How to do a cable overhead triceps extension

About cable overhead triceps extension

TIER
1
DIFFICULTY
untrained
EQUIPMENT
cable
TARGET MUSCLES
triceps

Instructions for Proper Form

Setup:

  1. Cable Position: Attach a rope handle to a cable machine and adjust the pulley to a high point (above your head).
  2. Standing Position: Stand facing away from the machine with feet shoulder-width apart for stability.
  3. Grip: Grab one end of the rope in each hand, with an overhand grip (palms facing down).
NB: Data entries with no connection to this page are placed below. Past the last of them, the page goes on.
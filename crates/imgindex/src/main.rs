//! imgindex command-line launcher
//!
//! Validates construction-site image filenames and builds the gallery
//! catalog (CSV sidecar plus JSON database) from a directory of images.

use clap::{Parser, Subcommand};
use imgindex::AppConfig;
use imgindex_logging::{init_logging, LogConfig};
use std::path::{Path, PathBuf};
use std::process::ExitCode;
use tracing::{debug, warn};

mod cli;

use cli::error::{print_json_error, status_of, HelpfulError};
use cli::Status;

#[derive(Parser, Debug)]
#[command(
    name = "imgindex",
    version,
    about = "Validate image filenames and generate the image catalog"
)]
struct Cli {
    /// Enable verbose logging (info/debug to stderr)
    #[arg(short = 'v', long, global = true)]
    verbose: bool,

    /// Config file (default: ~/.imgindex/config.toml when present)
    #[arg(long, global = true, env = "IMGINDEX_CONFIG")]
    config: Option<PathBuf>,

    #[command(subcommand)]
    command: Commands,
}

#[derive(Subcommand, Debug)]
enum Commands {
    /// Validate every file in a directory and print a report
    Validate {
        /// Directory holding the images (not scanned recursively)
        path: PathBuf,

        /// Abort on the first semantic failure
        #[arg(long)]
        strict: bool,

        /// Output as JSON
        #[arg(long)]
        json: bool,

        /// Print rejected filenames only
        #[arg(short, long)]
        quiet: bool,
    },

    /// Validate a directory and write images_sidecar.csv and images_db.json
    Index {
        /// Directory holding the images
        path: PathBuf,

        /// Output directory for the catalog files
        #[arg(short, long)]
        out: PathBuf,

        /// Prefix for item URLs in the JSON database
        #[arg(long)]
        base_url: Option<String>,

        /// Database name recorded in images_db.json
        #[arg(long)]
        db_name: Option<String>,

        /// Abort on the first semantic failure
        #[arg(long)]
        strict: bool,

        /// Output as JSON
        #[arg(long)]
        json: bool,
    },

    /// Check individual filenames (no corpus uniqueness)
    Check {
        /// Filenames to check
        #[arg(required = true)]
        filenames: Vec<String>,

        /// Output as JSON
        #[arg(long)]
        json: bool,
    },

    /// Identifier codec tools
    Id {
        #[command(subcommand)]
        action: IdCommands,
    },

    /// Verify the integrity of a written images_db.json
    Verify {
        /// Path to images_db.json
        path: PathBuf,

        /// Output as JSON
        #[arg(long)]
        json: bool,
    },

    /// Show resolved paths and the effective vocabulary
    Config {
        /// Output as JSON
        #[arg(long)]
        json: bool,
    },
}

#[derive(Subcommand, Debug)]
enum IdCommands {
    /// Split an identifier into zone, category and sequence
    Decode {
        id: String,

        #[arg(long)]
        json: bool,
    },

    /// Build an identifier from zone, category and sequence
    Encode {
        zone: u32,
        category: u32,
        sequence: u32,

        #[arg(long)]
        json: bool,
    },
}

fn command_wants_json(command: &Commands) -> bool {
    match command {
        Commands::Validate { json, .. }
        | Commands::Index { json, .. }
        | Commands::Check { json, .. }
        | Commands::Verify { json, .. }
        | Commands::Config { json } => *json,
        Commands::Id { action } => match action {
            IdCommands::Decode { json, .. } | IdCommands::Encode { json, .. } => *json,
        },
    }
}

/// Load the config file a command depends on; a broken file is fatal.
fn load_config(path: Option<&Path>) -> anyhow::Result<AppConfig> {
    let config = AppConfig::load_or_default(path)
        .map_err(|e| HelpfulError::config_error(&e.to_string()))?;
    debug!(?config, "Loaded configuration");
    Ok(config)
}

fn run_command(cli: Cli) -> anyhow::Result<Status> {
    match cli.command {
        Commands::Validate {
            path,
            strict,
            json,
            quiet,
        } => cli::validate::run(
            cli::validate::ValidateArgs {
                path,
                strict,
                json,
                quiet,
            },
            &load_config(cli.config.as_deref())?,
        ),
        Commands::Index {
            path,
            out,
            base_url,
            db_name,
            strict,
            json,
        } => cli::index::run(
            cli::index::IndexArgs {
                path,
                out,
                base_url,
                db_name,
                strict,
                json,
            },
            &load_config(cli.config.as_deref())?,
        ),
        Commands::Check { filenames, json } => cli::check::run(
            cli::check::CheckArgs { filenames, json },
            &load_config(cli.config.as_deref())?,
        ),
        Commands::Id { action } => {
            // Labels only; fall back to the built-in tables.
            let config = AppConfig::load_or_default(cli.config.as_deref()).unwrap_or_else(|err| {
                warn!("Ignoring configuration: {}", err);
                AppConfig::default()
            });
            let (action, json) = match action {
                IdCommands::Decode { id, json } => (cli::id::IdAction::Decode { id }, json),
                IdCommands::Encode {
                    zone,
                    category,
                    sequence,
                    json,
                } => (
                    cli::id::IdAction::Encode {
                        zone,
                        category,
                        sequence,
                    },
                    json,
                ),
            };
            cli::id::run(cli::id::IdArgs { action, json }, &config)
        }
        Commands::Verify { path, json } => cli::verify::run(cli::verify::VerifyArgs { path, json }),
        Commands::Config { json } => {
            let loaded = AppConfig::load_or_default(cli.config.as_deref());
            cli::config::run(
                cli::config::ConfigArgs {
                    json,
                    config_path: cli.config,
                },
                loaded,
            )
        }
    }
}

fn main() -> ExitCode {
    let cli = Cli::parse();
    let json_mode = command_wants_json(&cli.command);

    let log_dir = imgindex::config::logs_dir();
    let _log_guard = match init_logging(LogConfig {
        app_name: "imgindex",
        log_dir: Some(&log_dir),
        verbose: cli.verbose,
    }) {
        Ok(guard) => {
            debug!(
                file_logging = guard.has_file_writer(),
                log_dir = %log_dir.display(),
                "Logging initialized"
            );
            Some(guard)
        }
        Err(err) => {
            eprintln!("Warning: logging disabled: {:#}", err);
            None
        }
    };

    match run_command(cli) {
        Ok(status) => status.into(),
        Err(err) => {
            if json_mode {
                print_json_error(&err);
            } else {
                eprintln!("{:#}", err);
            }
            status_of(&err).into()
        }
    }
}
//! Export module for ledgerlens
//!
//! Writes computed reports out for use elsewhere:
//! - CSV: transaction listings (report tables export themselves)
//! - JSON: machine-readable dashboard snapshot
//! - YAML: human-readable dashboard snapshot

pub mod csv;
pub mod json;
pub mod yaml;

pub use self::csv::export_transactions_csv;
pub use self::json::{export_json, export_snapshot_json, DashboardSnapshot, EXPORT_SCHEMA_VERSION};
pub use self::yaml::{export_snapshot_yaml, export_yaml};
Start with your hands behind your head, elbows up and close to your ears.
  4. Engage Core: Tighten your core for stability.

The Lift:

  1. Initiate: Keeping your upper arms still, extend your elbows to push the handles downwards and in front of you.
  2. Slight Separation: At the bottom of the movement, slightly separate the ends of the rope for increased triceps contraction.
  3. Controlled Return: Slowly reverse the movement, returning to the starting position with your hands behind your head.
  4. Reset: Rest briefly, then prepare for the next repetition.

Tips:

  • Focus on Your Triceps: Concentrate on using your triceps to move the weight, not momentum.
  • Don't Flare Elbows: Maintain an upright posture and keep your elbows pointed forward to maximize tricep engagement.